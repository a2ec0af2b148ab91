// Copyright (c) 2025 Ronan LE MEILLAT, SCTG Development
// This file is part of the neasmart-gateway project and is licensed under the
// SCTG Development Non-Commercial License v1.0 (see LICENSE.md for details).

//! Modbus slave implementation for the register gateway
//!
//! For avoiding confusion with the Modbus master/slave terminology, this module uses
//! the terms "server" and "client" instead. The server is the gateway, answering
//! requests on behalf of the heating controller; the clients are the external masters.
//!
//! Every request goes through [`GatewayCore`], so external masters get the same
//! validation, circuit breaking and persistence as the rest of the gateway.

use std::{io, net::SocketAddr, sync::Arc};

use futures::future::BoxFuture;
use log::{debug, error, info, warn};
use tokio::net::TcpListener;
use tokio_modbus::{
    prelude::*,
    server::tcp::{accept_tcp_connection, Server},
};
use tokio_serial::{DataBits, FlowControl, Parity, SerialStream, StopBits};

use crate::gateway::{GatewayCore, GatewayError};
use crate::registers::{check_range, SLAVE_ID_SECONDARY};

/// Largest register count a single read may ask for.
pub const MAX_READ_COUNT: u16 = 125;
/// Largest register count a single write may carry.
pub const MAX_WRITE_COUNT: usize = 123;

/// Modbus service answering for the primary slave id and the fixed secondary id.
#[derive(Clone)]
pub struct GatewayModbusServer {
    gateway: Arc<GatewayCore>,
    slave_ids: [u8; 2],
}

impl GatewayModbusServer {
    pub fn new(gateway: Arc<GatewayCore>, primary_slave_id: u8) -> Self {
        Self {
            gateway,
            slave_ids: [primary_slave_id, SLAVE_ID_SECONDARY],
        }
    }

    /// Whether requests addressed to `slave` are answered.
    pub fn serves(&self, slave: u8) -> bool {
        self.slave_ids.contains(&slave)
    }
}

impl tokio_modbus::server::Service for GatewayModbusServer {
    type Request = SlaveRequest<'static>;
    type Response = Response;
    type Exception = ExceptionCode;
    type Future = BoxFuture<'static, Result<Self::Response, Self::Exception>>;

    fn call(&self, req: Self::Request) -> Self::Future {
        let SlaveRequest { slave, request } = req;
        if !self.serves(slave) {
            warn!("SERVER: request for unknown slave id {}", slave);
            return Box::pin(futures::future::ready(Err(
                ExceptionCode::GatewayTargetDevice,
            )));
        }

        let gateway = self.gateway.clone();
        Box::pin(async move {
            match request {
                Request::ReadHoldingRegisters(addr, cnt) => {
                    read_holding(&gateway, addr, cnt).await.map(Response::ReadHoldingRegisters)
                }
                Request::WriteSingleRegister(addr, value) => {
                    write_holding(&gateway, addr, std::slice::from_ref(&value))
                        .await
                        .map(|_| Response::WriteSingleRegister(addr, value))
                }
                Request::WriteMultipleRegisters(addr, values) => {
                    if values.is_empty() || values.len() > MAX_WRITE_COUNT {
                        return Err(ExceptionCode::IllegalDataValue);
                    }
                    write_holding(&gateway, addr, &values)
                        .await
                        .map(|_| Response::WriteMultipleRegisters(addr, values.len() as u16))
                }
                _ => {
                    error!("SERVER: Exception::IllegalFunction - Unimplemented function code in request: {request:?}");
                    Err(ExceptionCode::IllegalFunction)
                }
            }
        })
    }
}

async fn read_holding(
    gateway: &GatewayCore,
    addr: u16,
    cnt: u16,
) -> Result<Vec<u16>, ExceptionCode> {
    if cnt == 0 || cnt > MAX_READ_COUNT {
        return Err(ExceptionCode::IllegalDataValue);
    }
    if check_range(addr, usize::from(cnt)).is_err() {
        error!("SERVER: Exception::IllegalDataAddress");
        return Err(ExceptionCode::IllegalDataAddress);
    }
    gateway.read(addr, cnt, true).await.map_err(|err| {
        error!("SERVER: read of {} register(s) at {} failed: {}", cnt, addr, err);
        exception_for(&err)
    })
}

/// Writes are acknowledged once persisted, even if the bus write failed.
async fn write_holding(
    gateway: &GatewayCore,
    addr: u16,
    values: &[u16],
) -> Result<(), ExceptionCode> {
    if check_range(addr, values.len()).is_err() {
        error!("SERVER: Exception::IllegalDataAddress");
        return Err(ExceptionCode::IllegalDataAddress);
    }
    match gateway.write(addr, values).await {
        Ok(()) => Ok(()),
        Err(err) if err.is_persisted_locally() => {
            debug!("SERVER: write at {} persisted locally only: {}", addr, err);
            Ok(())
        }
        Err(err) => {
            error!("SERVER: write at {} failed: {}", addr, err);
            Err(exception_for(&err))
        }
    }
}

fn exception_for(err: &GatewayError) -> ExceptionCode {
    match err {
        GatewayError::Address(_) => ExceptionCode::IllegalDataAddress,
        GatewayError::Codec(_) => ExceptionCode::IllegalDataValue,
        GatewayError::Store(_) | GatewayError::CircuitOpen | GatewayError::Bus(_) => {
            ExceptionCode::ServerDeviceFailure
        }
    }
}

/// Serve Modbus TCP on `listener` until the task is aborted.
pub async fn serve_tcp(listener: TcpListener, service: GatewayModbusServer) -> io::Result<()> {
    let local_addr = listener.local_addr()?;
    info!("Modbus TCP server listening on {}", local_addr);

    let server = Server::new(listener);
    let on_connected = move |stream, socket_addr: SocketAddr| {
        let service = service.clone();
        async move {
            debug!("Modbus client connected from {}", socket_addr);
            accept_tcp_connection(stream, socket_addr, |_| Ok(Some(service.clone())))
        }
    };
    let on_process_error = |err| {
        error!("Modbus server error: {}", err);
    };

    server.serve(&on_connected, on_process_error).await
}

/// Serve Modbus RTU on a serial line, 8N1.
pub async fn serve_rtu(
    device: &str,
    baud_rate: u32,
    service: GatewayModbusServer,
) -> io::Result<()> {
    let builder = tokio_serial::new(device, baud_rate)
        .data_bits(DataBits::Eight)
        .stop_bits(StopBits::One)
        .parity(Parity::None)
        .flow_control(FlowControl::None);
    let serial = SerialStream::open(&builder)?;
    info!("Modbus RTU server listening on {} at {} baud", device, baud_rate);

    let server = tokio_modbus::server::rtu::Server::new(serial);
    server.serve_forever(service).await
}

What you have to do |
Set down every entry again, exactly as written.

Your solution |
repository a2ec0af2b148ab91
// Copyright (c) 2025 Ronan LE MEILLAT, SCTG Development
// This file is part of the neasmart-gateway project and is licensed under the
// SCTG Development Non-Commercial License v1.0 (see LICENSE.md for details).

//! Modbus slave implementation for the register gateway
//!
//! For avoiding confusion with the Modbus master/slave terminology, this module uses
//! the terms "server" and "client" instead. The server is the gateway, answering
//! requests on behalf of the heating controller; the clients are the external masters.
//!
//! Every request goes through [`GatewayCore`], so external masters get the same
//! validation, circuit breaking and persistence as the rest of the gateway.

use std::{io, net::SocketAddr, sync::Arc};

use futures::future::BoxFuture;
use log::{debug, error, info, warn};
use tokio::net::TcpListener;
use tokio_modbus::{
    prelude::*,
    server::tcp::{accept_tcp_connection, Server},
};
use tokio_serial::{DataBits, FlowControl, Parity, SerialStream, StopBits};

use crate::gateway::{GatewayCore, GatewayError};
use crate::registers::{check_range, SLAVE_ID_SECONDARY};

/// Largest register count a single read may ask for.
pub const MAX_READ_COUNT: u16 = 125;
/// Largest register count a single write may carry.
pub const MAX_WRITE_COUNT: usize = 123;

/// Modbus service answering for the primary slave id and the fixed secondary id.
#[derive(Clone)]
pub struct GatewayModbusServer {
    gateway: Arc<GatewayCore>,
    slave_ids: [u8; 2],
}

impl GatewayModbusServer {
    pub fn new(gateway: Arc<GatewayCore>, primary_slave_id: u8) -> Self {
        Self {
            gateway,
            slave_ids: [primary_slave_id, SLAVE_ID_SECONDARY],
        }
    }

    /// Whether requests addressed to `slave` are answered.
    pub fn serves(&self, slave: u8) -> bool {
        self.slave_ids.contains(&slave)
    }
}

impl tokio_modbus::server::Service for GatewayModbusServer {
    type Request = SlaveRequest<'static>;
    type Response = Response;
    type Exception = ExceptionCode;
    type Future = BoxFuture<'static, Result<Self::Response, Self::Exception>>;

    fn call(&self, req: Self::Request) -> Self::Future {
        let SlaveRequest { slave, request } = req;
        if !self.serves(slave) {
            warn!("SERVER: request for unknown slave id {}", slave);
            return Box::pin(futures::future::ready(Err(
                ExceptionCode::GatewayTargetDevice,
            )));
        }

        let gateway = self.gateway.clone();
        Box::pin(async move {
            match request {
                Request::ReadHoldingRegisters(addr, cnt) => {
                    read_holding(&gateway, addr, cnt).await.map(Response::ReadHoldingRegisters)
                }
                Request::WriteSingleRegister(addr, value) => {
                    write_holding(&gateway, addr, std::slice::from_ref(&value))
                        .await
                        .map(|_| Response::WriteSingleRegister(addr, value))
                }
                Request::WriteMultipleRegisters(addr, values) => {
                    if values.is_empty() || values.len() > MAX_WRITE_COUNT {
                        return Err(ExceptionCode::IllegalDataValue);
                    }
                    write_holding(&gateway, addr, &values)
                        .await
                        .map(|_| Response::WriteMultipleRegisters(addr, values.len() as u16))
                }
                _ => {
                    error!("SERVER: Exception::IllegalFunction - Unimplemented function code in request: {request:?}");
                    Err(ExceptionCode::IllegalFunction)
                }
            }
        })
    }
}

async fn read_holding(
    gateway: &GatewayCore,
    addr: u16,
    cnt: u16,
) -> Result<Vec<u16>, ExceptionCode> {
    if cnt == 0 || cnt > MAX_READ_COUNT {
        return Err(ExceptionCode::IllegalDataValue);
    }
    if check_range(addr, usize::from(cnt)).is_err() {
        error!("SERVER: Exception::IllegalDataAddress");
        return Err(ExceptionCode::IllegalDataAddress);
    }
    gateway.read(addr, cnt, true).await.map_err(|err| {
        error!("SERVER: read of {} register(s) at {} failed: {}", cnt, addr, err);
        exception_for(&err)
    })
}

/// Writes are acknowledged once persisted, even if the bus write failed.
async fn write_holding(
    gateway: &GatewayCore,
    addr: u16,
    values: &[u16],
) -> Result<(), ExceptionCode> {
    if check_range(addr, values.len()).is_err() {
        error!("SERVER: Exception::IllegalDataAddress");
        return Err(ExceptionCode::IllegalDataAddress);
    }
    match gateway.write(addr, values).await {
        Ok(()) => Ok(()),
        Err(err) if err.is_persisted_locally() => {
            debug!("SERVER: write at {} persisted locally only: {}", addr, err);
            Ok(())
        }
        Err(err) => {
            error!("SERVER: write at {} failed: {}", addr, err);
            Err(exception_for(&err))
        }
    }
}

fn exception_for(err: &GatewayError) -> ExceptionCode {
    match err {
        GatewayError::Address(_) => ExceptionCode::IllegalDataAddress,
        GatewayError::Codec(_) => ExceptionCode::IllegalDataValue,
        GatewayError::Store(_) | GatewayError::CircuitOpen | GatewayError::Bus(_) => {
            ExceptionCode::ServerDeviceFailure
        }
    }
}

/// Serve Modbus TCP on `listener` until the task is aborted.
pub async fn serve_tcp(listener: TcpListener, service: GatewayModbusServer) -> io::Result<()> {
    let local_addr = listener.local_addr()?;
    info!("Modbus TCP server listening on {}", local_addr);

    let server = Server::new(listener);
    let on_connected = move |stream, socket_addr: SocketAddr| {
        let service = service.clone();
        async move {
            debug!("Modbus client connected from {}", socket_addr);
            accept_tcp_connection(stream, socket_addr, |_| Ok(Some(service.clone())))
        }
    };
    let on_process_error = |err| {
        error!("Modbus server error: {}", err);
    };

    server.serve(&on_connected, on_process_error).await
}

/// Serve Modbus RTU on a serial line, 8N1.
pub async fn serve_rtu(
    device: &str,
    baud_rate: u32,
    service: GatewayModbusServer,
) -> io::Result<()> {
    let builder = tokio_serial::new(device, baud_rate)
        .data_bits(DataBits::Eight)
        .stop_bits(StopBits::One)
        .parity(Parity::None)
        .flow_control(FlowControl::None);
    let serial = SerialStream::open(&builder)?;
    info!("Modbus RTU server listening on {} at {} baud", device, baud_rate);

    let server = tokio_modbus::server::rtu::Server::new(serial);
    server.serve_forever(service).await
}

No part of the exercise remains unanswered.